Stored data:

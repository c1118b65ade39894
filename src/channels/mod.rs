//! Versioned state channels.
//!
//! Each channel owns one slice of [`crate::state::ExecutionState`] and
//! tracks a monotonic version bumped only when a barrier merge actually
//! changes its content (see [`crate::runtime::apply_barrier`]).

pub mod errors;

use crate::message::Message;
use errors::ErrorEvent;
use rustc_hash::FxHashMap;
use serde_json::Value;

/// Common interface shared by all state channels.
pub trait Channel {
    type Item;

    fn version(&self) -> u32;
    fn set_version(&mut self, version: u32);
    fn get_mut(&mut self) -> &mut Self::Item;
    fn snapshot(&self) -> Self::Item;
}

#[derive(Clone, Debug, Default, PartialEq, Eq)]
pub struct MessagesChannel {
    messages: Vec<Message>,
    version: u32,
}

impl MessagesChannel {
    #[must_use]
    pub fn new(messages: Vec<Message>, version: u32) -> Self {
        Self { messages, version }
    }

    #[must_use]
    pub fn len(&self) -> usize {
        self.messages.len()
    }

    #[must_use]
    pub fn is_empty(&self) -> bool {
        self.messages.is_empty()
    }
}

impl Channel for MessagesChannel {
    type Item = Vec<Message>;

    fn version(&self) -> u32 {
        self.version
    }

    fn set_version(&mut self, version: u32) {
        self.version = version;
    }

    fn get_mut(&mut self) -> &mut Vec<Message> {
        &mut self.messages
    }

    fn snapshot(&self) -> Vec<Message> {
        self.messages.clone()
    }
}

pub type ExtraMap = FxHashMap<String, Value>;

#[derive(Clone, Debug, Default, PartialEq, Eq)]
pub struct ExtrasChannel {
    extra: ExtraMap,
    version: u32,
}

impl ExtrasChannel {
    #[must_use]
    pub fn new(extra: ExtraMap, version: u32) -> Self {
        Self { extra, version }
    }
}

impl Channel for ExtrasChannel {
    type Item = ExtraMap;

    fn version(&self) -> u32 {
        self.version
    }

    fn set_version(&mut self, version: u32) {
        self.version = version;
    }

    fn get_mut(&mut self) -> &mut ExtraMap {
        &mut self.extra
    }

    fn snapshot(&self) -> ExtraMap {
        self.extra.clone()
    }
}

#[derive(Clone, Debug, Default, PartialEq, Eq)]
pub struct ErrorsChannel {
    errors: Vec<ErrorEvent>,
    version: u32,
}

impl ErrorsChannel {
    #[must_use]
    pub fn new(errors: Vec<ErrorEvent>, version: u32) -> Self {
        Self { errors, version }
    }
}

impl Channel for ErrorsChannel {
    type Item = Vec<ErrorEvent>;

    fn version(&self) -> u32 {
        self.version
    }

    fn set_version(&mut self, version: u32) {
        self.version = version;
    }

    fn get_mut(&mut self) -> &mut Vec<ErrorEvent> {
        &mut self.errors
    }

    fn snapshot(&self) -> Vec<ErrorEvent> {
        self.errors.clone()
    }
}

/// Construct an empty extras map using the crate's preferred hasher.
#[must_use]
pub fn new_extra_map() -> ExtraMap {
    FxHashMap::default()
}
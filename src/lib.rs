//! # flowforge: a declarative graph agent execution engine
//!
//! flowforge takes a declarative graph of nodes — model calls, tool
//! invocations, string transforms, and reusable sub-graph components — and
//! runs it to completion under step/time/concurrency limits, with
//! conditional routing and versioned, reducer-based state merging.
//!
//! ## Pipeline
//!
//! Untrusted JSON flows through a fixed sequence of stages before it ever
//! executes:
//!
//! 1. [`parser`] / [`upgrader`] — parse canonical v3 IR directly, or upgrade
//!    legacy v1/v2 payloads ([`legacy`]) into it, collecting structured
//!    warnings along the way.
//! 2. [`canonicalize`] — sort nodes, edges, and entrypoints into a
//!    deterministic order so equivalent graphs compare equal.
//! 3. [`validate`] — a closed vocabulary of structural checks: reachability,
//!    cycle/limit interaction, routing determinism, predicate well-formedness.
//! 4. [`compiler`] — lower the validated [`ir::GraphConfig`] into a
//!    [`compiler::CompiledGraph`]: one step function per node, one router
//!    per node's outgoing edges.
//! 5. [`runtime`] — execute the compiled graph: a frontier-based scheduler
//!    that batches ready nodes, runs them concurrently, and merges state
//!    patches back in canonical order.
//!
//! [`registry`] holds the versioned library of reusable [`registry::Component`]
//! subgraphs that `component` nodes resolve against, seeded by [`builtin`].
//! [`factory`] is the entry point chat sessions use: resolve a stored config
//! (or the builtin `react` agent), inject the caller's system prompt, and
//! hand off to the compiler and runtime.
//!
//! ## Quick start
//!
//! ```
//! use flowforge::message::Message;
//!
//! let user_msg = Message::user("What's the weather like?");
//! let assistant_msg = Message::assistant("It's sunny and 75°F!");
//! assert!(user_msg.has_role(Message::USER));
//! assert!(!user_msg.has_role(Message::ASSISTANT));
//! ```
//!
//! ```
//! use flowforge::state::ExecutionState;
//!
//! let state = ExecutionState::builder()
//!     .with_system_message("You are a weather assistant")
//!     .with_user_message("What's the weather?")
//!     .with_extra("location", serde_json::json!("San Francisco"))
//!     .build();
//! assert_eq!(state.snapshot().messages.len(), 2);
//! ```
//!
//! ## Module guide
//!
//! - [`ir`] - the canonical v3 graph intermediate representation
//! - [`legacy`] - v1/v2 schema shapes and the v1→v2 migration
//! - [`parser`] - direct v3 parsing
//! - [`upgrader`] - legacy-to-canonical upgrade with structured warnings
//! - [`canonicalize`] - deterministic node/edge/entrypoint ordering
//! - [`validate`] - structural validation (reachability, cycles, routing)
//! - [`compiler`] - lowers validated IR into an executable step/router table
//! - [`runtime`] - the frontier-based concurrent scheduler
//! - [`registry`] - the versioned component registry
//! - [`builtin`] - builtin agent configs and components (`react`, `deep_research`)
//! - [`factory`] - agent resolution, prompt injection, compile+run orchestration
//! - [`message`] - message types and construction utilities
//! - [`state`] - versioned state management and snapshots
//! - [`node`] - the compiled step contract
//! - [`channels`] - channel-based state storage and versioning
//! - [`reducers`] - state merge strategies
//! - [`telemetry`] - human-readable rendering of runtime events and errors
//! - [`utils`] - shared JSON helpers

pub mod builtin;
pub mod canonicalize;
pub mod channels;
pub mod compiler;
pub mod factory;
pub mod ir;
pub mod legacy;
pub mod message;
pub mod node;
pub mod parser;
pub mod reducers;
pub mod registry;
pub mod runtime;
pub mod state;
pub mod telemetry;
pub mod upgrader;
pub mod utils;
pub mod validate;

(WHAT YOU HAVE TO DO):
The answer must be the line containing "versioned component registry" and every line after it through the last line of the records above, repeated exactly.

(EXERCISE OUTPUT):
//! - [`registry`] - the versioned component registry
//! - [`builtin`] - builtin agent configs and components (`react`, `deep_research`)
//! - [`factory`] - agent resolution, prompt injection, compile+run orchestration
//! - [`message`] - message types and construction utilities
//! - [`state`] - versioned state management and snapshots
//! - [`node`] - the compiled step contract
//! - [`channels`] - channel-based state storage and versioning
//! - [`reducers`] - state merge strategies
//! - [`telemetry`] - human-readable rendering of runtime events and errors
//! - [`utils`] - shared JSON helpers

pub mod builtin;
pub mod canonicalize;
pub mod channels;
pub mod compiler;
pub mod factory;
pub mod ir;
pub mod legacy;
pub mod message;
pub mod node;
pub mod parser;
pub mod reducers;
pub mod registry;
pub mod runtime;
pub mod state;
pub mod telemetry;
pub mod upgrader;
pub mod utils;
pub mod validate;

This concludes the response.